Now in her 30s and a working parent, Lianne has lived through moments like these her entire life, each one reopening old emotional wounds. But rather than succumb to embarrassment or shame, she’s learned valuable lessons from her journey, which she shares on social media.
Whether confronted with lifestyle or environmental factors that can cause her psoriasis to flare, she has learned to respect and harness her journey. She understands how it has strengthened her resolve to become informed and empowered to seek better care for her autoimmune disease.
As a result of how people have treated her from childhood to parenthood — the stares, judging and invasive questions — she has learned to extract power from these interactions, which now fuels her confidence and resilience to help her navigate life no matter what comes her way.

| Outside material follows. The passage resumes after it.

//! Utility functions.

pub mod time;

pub use time::{format_reset_in, format_utilization};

“Today I have the confidence to talk to people about my psoriasis,” she says. “It’s taken me a long time and many painful moments to learn how to do that, so I’m hopeful that other people can learn from my experiences across so many different stages of life.”
Lianne doesn’t remember life before psoriasis. She was diagnosed at the age of five, so she has no memories of life without the disease.

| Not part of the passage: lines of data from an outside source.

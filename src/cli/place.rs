//! The `open` and `move` commands: pane placement.

use crate::cli::args::{MoveArgs, OpenArgs};
use crate::error::{QuotapaneError, Result};
use crate::pane::{PANE_TITLE, PaneController, PanePosition, ShellTmux};

/// Create the monitor pane and start the monitor inside it.
///
/// # Errors
///
/// Returns a tmux error if the pane cannot be created.
pub fn execute_open(args: &OpenArgs) -> Result<()> {
    let position: PanePosition = args.position.parse()?;

    let exe = std::env::current_exe()
        .map_or_else(|_| "quotapane".to_string(), |p| p.display().to_string());
    let command = format!("{exe} run --interval {}", args.interval);

    let controller = PaneController::new(ShellTmux::new());
    let (pane_id, outcome) = controller.open(position, &command)?;
    println!(
        "monitor pane {pane_id} at {} ({} mode)",
        outcome.position,
        mode_name(outcome.compact)
    );
    Ok(())
}

/// Relocate the monitor pane.
///
/// # Errors
///
/// Returns a pane-move error describing the failed step and whether the
/// previous layout was restored.
pub fn execute_move(args: &MoveArgs) -> Result<()> {
    let to: PanePosition = args.to.parse()?;
    let tmux = ShellTmux::new();

    let pane_id = match &args.pane {
        Some(id) => id.clone(),
        None => tmux.find_pane_by_title(PANE_TITLE)?.ok_or_else(|| {
            QuotapaneError::Other(anyhow::anyhow!(
                "no monitor pane found; pass --pane or start one with `quotapane open`"
            ))
        })?,
    };

    let controller = PaneController::new(tmux);
    let outcome = controller.move_to(&pane_id, to)?;
    println!(
        "monitor pane {pane_id} now at {} ({} mode)",
        outcome.position,
        mode_name(outcome.compact)
    );
    Ok(())
}

const fn mode_name(compact: bool) -> &'static str {
    if compact { "compact" } else { "detailed" }
}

For her entire life, she has lived with a disease that affects more than 125 million people around the world.1 The disease can cause inflammation throughout the body, resulting in raised plaques or “scaly” skin.2 However, the effects of psoriasis can extend further, and the inflammation can put patients at greater risk for developing serious health conditions including cardiovascular disease, diabetes, depression, Crohn’s disease, or psoriatic arthritis, a form of arthritis.1
Despite the early age of her diagnosis, what Lianne does remember are the stares and probing questions from her teenage years into adulthood. Her experience at the swimming pool was just one of the reactions that would happen again and again: The stare across the grocery store, the parent who pulled their child closer when she walked nearby, the people who seemed genuinely concerned but didn’t know how to ask if she was okay.

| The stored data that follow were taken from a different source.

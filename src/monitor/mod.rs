//! Monitor engine: polling cadence and last-known state.
//!
//! The engine cycles Idle → Fetching → (Updated | Failed) → Idle, driven by
//! a tokio interval plus on-demand single-shot fetches. It recovers from
//! every API client failure locally: a failed cycle stores the error and
//! keeps the previous good data on display, and never terminates the
//! polling loop.

use std::sync::Arc;
use std::sync::atomic::{AtomicBool, Ordering};
use std::time::Duration;

use chrono::{DateTime, Utc};
use tokio::sync::Notify;
use tokio::time::MissedTickBehavior;

use crate::api::UsageClient;
use crate::core::models::{Profile, UsageSnapshot};

// =============================================================================
// Monitor State
// =============================================================================

/// Renderable state, written only by the engine's fetch cycle.
///
/// Invariant: `last_error` and a successful `usage`/`profile` update are
/// mutually exclusive within one fetch cycle.
#[derive(Debug, Clone, Default)]
pub struct MonitorState {
    pub usage: Option<UsageSnapshot>,
    pub profile: Option<Profile>,
    pub last_fetch: Option<DateTime<Utc>>,
    pub last_error: Option<String>,
    pub is_running: bool,
}

// =============================================================================
// Stop Handle
// =============================================================================

struct StopState {
    stopped: AtomicBool,
    notify: Notify,
}

/// Cloneable handle that stops a running engine.
///
/// Effective immediately: the engine does not wait for an in-flight fetch;
/// it discards that fetch's eventual result and emits no further
/// notifications.
#[derive(Clone)]
pub struct StopHandle {
    inner: Arc<StopState>,
}

impl StopHandle {
    /// Stop the engine.
    pub fn stop(&self) {
        self.inner.stopped.store(true, Ordering::SeqCst);
        // notify_one stores a permit, so a stop issued between two polls of
        // the run loop is not lost.
        self.inner.notify.notify_one();
    }

    /// Whether stop has been requested.
    #[must_use]
    pub fn is_stopped(&self) -> bool {
        self.inner.stopped.load(Ordering::SeqCst)
    }
}

// =============================================================================
// Monitor Engine
// =============================================================================

type Subscriber = Box<dyn FnMut(&MonitorState) + Send>;

/// Owns the polling loop, the last-known state, and change notifications.
pub struct MonitorEngine {
    client: UsageClient,
    state: MonitorState,
    subscribers: Vec<Subscriber>,
    stop: Arc<StopState>,
}

impl MonitorEngine {
    #[must_use]
    pub fn new(client: UsageClient) -> Self {
        Self {
            client,
            state: MonitorState::default(),
            subscribers: Vec::new(),
            stop: Arc::new(StopState {
                stopped: AtomicBool::new(false),
                notify: Notify::new(),
            }),
        }
    }

    /// Register a callback invoked synchronously on every update or error
    /// transition. Callbacks run in registration order; at most one
    /// notification is in flight at a time.
    pub fn subscribe(&mut self, subscriber: impl FnMut(&MonitorState) + Send + 'static) {
        self.subscribers.push(Box::new(subscriber));
    }

    /// Current state.
    #[must_use]
    pub const fn state(&self) -> &MonitorState {
        &self.state
    }

    /// Handle for stopping the engine from another task.
    #[must_use]
    pub fn stop_handle(&self) -> StopHandle {
        StopHandle {
            inner: Arc::clone(&self.stop),
        }
    }

    /// Single fetch cycle.
    ///
    /// On success, replaces `usage`/`profile`/`last_fetch` and clears
    /// `last_error`; on failure, sets `last_error` and leaves the previous
    /// data displayed. Emits exactly one notification either way, unless
    /// the engine was stopped while the fetch was in flight, in which case
    /// the result is discarded and nothing is notified.
    pub async fn fetch(&mut self) {
        tracing::debug!("fetch cycle starting");
        let result = self.client.get_summary().await;

        if self.stop.stopped.load(Ordering::SeqCst) {
            tracing::debug!("engine stopped mid-fetch; discarding result");
            return;
        }

        match result {
            Ok(summary) => {
                self.state.usage = Some(summary.usage);
                self.state.profile = Some(summary.profile);
                self.state.last_fetch = Some(Utc::now());
                self.state.last_error = None;
            }
            Err(e) => {
                tracing::warn!(error = %e, "fetch cycle failed");
                // Stale-but-present data beats a blanked display: only the
                // error message changes.
                self.state.last_error = Some(e.user_message());
            }
        }

        self.notify();
    }

    /// Run the polling loop: an immediate fetch, then one per interval.
    ///
    /// A tick that fires while a fetch is still in flight is skipped rather
    /// than queued, bounding resource use under a slow upstream.
    pub async fn run(&mut self, interval: Duration) {
        self.state.is_running = true;

        let mut ticker = tokio::time::interval(interval);
        ticker.set_missed_tick_behavior(MissedTickBehavior::Skip);
        let stop = Arc::clone(&self.stop);

        loop {
            if stop.stopped.load(Ordering::SeqCst) {
                break;
            }
            tokio::select! {
                biased;
                () = stop.notify.notified() => break,
                _ = ticker.tick() => {
                    self.fetch().await;
                }
            }
        }

        self.state.is_running = false;
        tracing::debug!("polling loop stopped");
    }

    fn notify(&mut self) {
        let state = &self.state;
        for subscriber in &mut self.subscribers {
            subscriber(state);
        }
    }
}

// =============================================================================
// Tests
// =============================================================================

#[cfg(test)]
mod tests {
    use super::*;
    use crate::credentials::CredentialStore;

    /// Client whose store resolves nothing, so every fetch fails fast
    /// without touching the network.
    fn failing_client() -> UsageClient {
        let store = CredentialStore::with_override("/nonexistent/quotapane-creds.json");
        UsageClient::new(store).expect("client")
    }

    #[tokio::test]
    async fn failed_fetch_sets_error_and_notifies_once() {
        let mut engine = MonitorEngine::new(failing_client());
        let count = Arc::new(std::sync::atomic::AtomicUsize::new(0));
        let seen = Arc::clone(&count);
        engine.subscribe(move |state| {
            seen.fetch_add(1, Ordering::SeqCst);
            assert!(state.last_error.is_some());
        });

        engine.fetch().await;

        assert_eq!(count.load(Ordering::SeqCst), 1);
        assert!(engine.state().last_error.is_some());
        assert!(engine.state().usage.is_none());
        assert!(engine.state().last_fetch.is_none());
    }

    #[tokio::test]
    async fn failed_fetch_keeps_previous_data() {
        let mut engine = MonitorEngine::new(failing_client());
        engine.state.usage = Some(UsageSnapshot::default());
        engine.state.profile = Some(Profile::default());

        engine.fetch().await;

        assert!(engine.state().last_error.is_some());
        assert!(engine.state().usage.is_some(), "stale usage must survive");
        assert!(engine.state().profile.is_some(), "stale profile must survive");
    }

    #[tokio::test]
    async fn fetch_after_stop_is_discarded() {
        let mut engine = MonitorEngine::new(failing_client());
        let count = Arc::new(std::sync::atomic::AtomicUsize::new(0));
        let seen = Arc::clone(&count);
        engine.subscribe(move |_| {
            seen.fetch_add(1, Ordering::SeqCst);
        });

        engine.stop_handle().stop();
        engine.fetch().await;

        assert_eq!(count.load(Ordering::SeqCst), 0, "no notification after stop");
        assert!(engine.state().last_error.is_none(), "result discarded");
    }

    #[tokio::test]
    async fn run_exits_promptly_on_stop() {
        let mut engine = MonitorEngine::new(failing_client());
        let handle = engine.stop_handle();

        let runner = async {
            engine.run(Duration::from_secs(3600)).await;
            engine
        };
        let stopper = async {
            tokio::time::sleep(Duration::from_millis(50)).await;
            handle.stop();
        };

        let (engine, ()) = tokio::join!(runner, stopper);
        assert!(!engine.state().is_running);
    }

    #[test]
    fn subscribers_run_in_registration_order() {
        let order = Arc::new(std::sync::Mutex::new(Vec::new()));
        let mut engine = MonitorEngine::new(failing_client());
        for tag in ["first", "second", "third"] {
            let order = Arc::clone(&order);
            engine.subscribe(move |_| order.lock().unwrap().push(tag));
        }

        engine.notify();

        assert_eq!(*order.lock().unwrap(), vec!["first", "second", "third"]);
    }
}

For Lianne and many patients, psoriasis manifests in the fingernails and can be hard to hide. When she became a parent herself, she caught people staring at her nails as she fed her child a bottle in public.
“When you’re a mother, you have so many things to worry about, and having people stare at you in public was a really hard thing to handle,” she says. “But I learned that you can either let it make you crumble, or you can try to connect with the people who are staring at you.”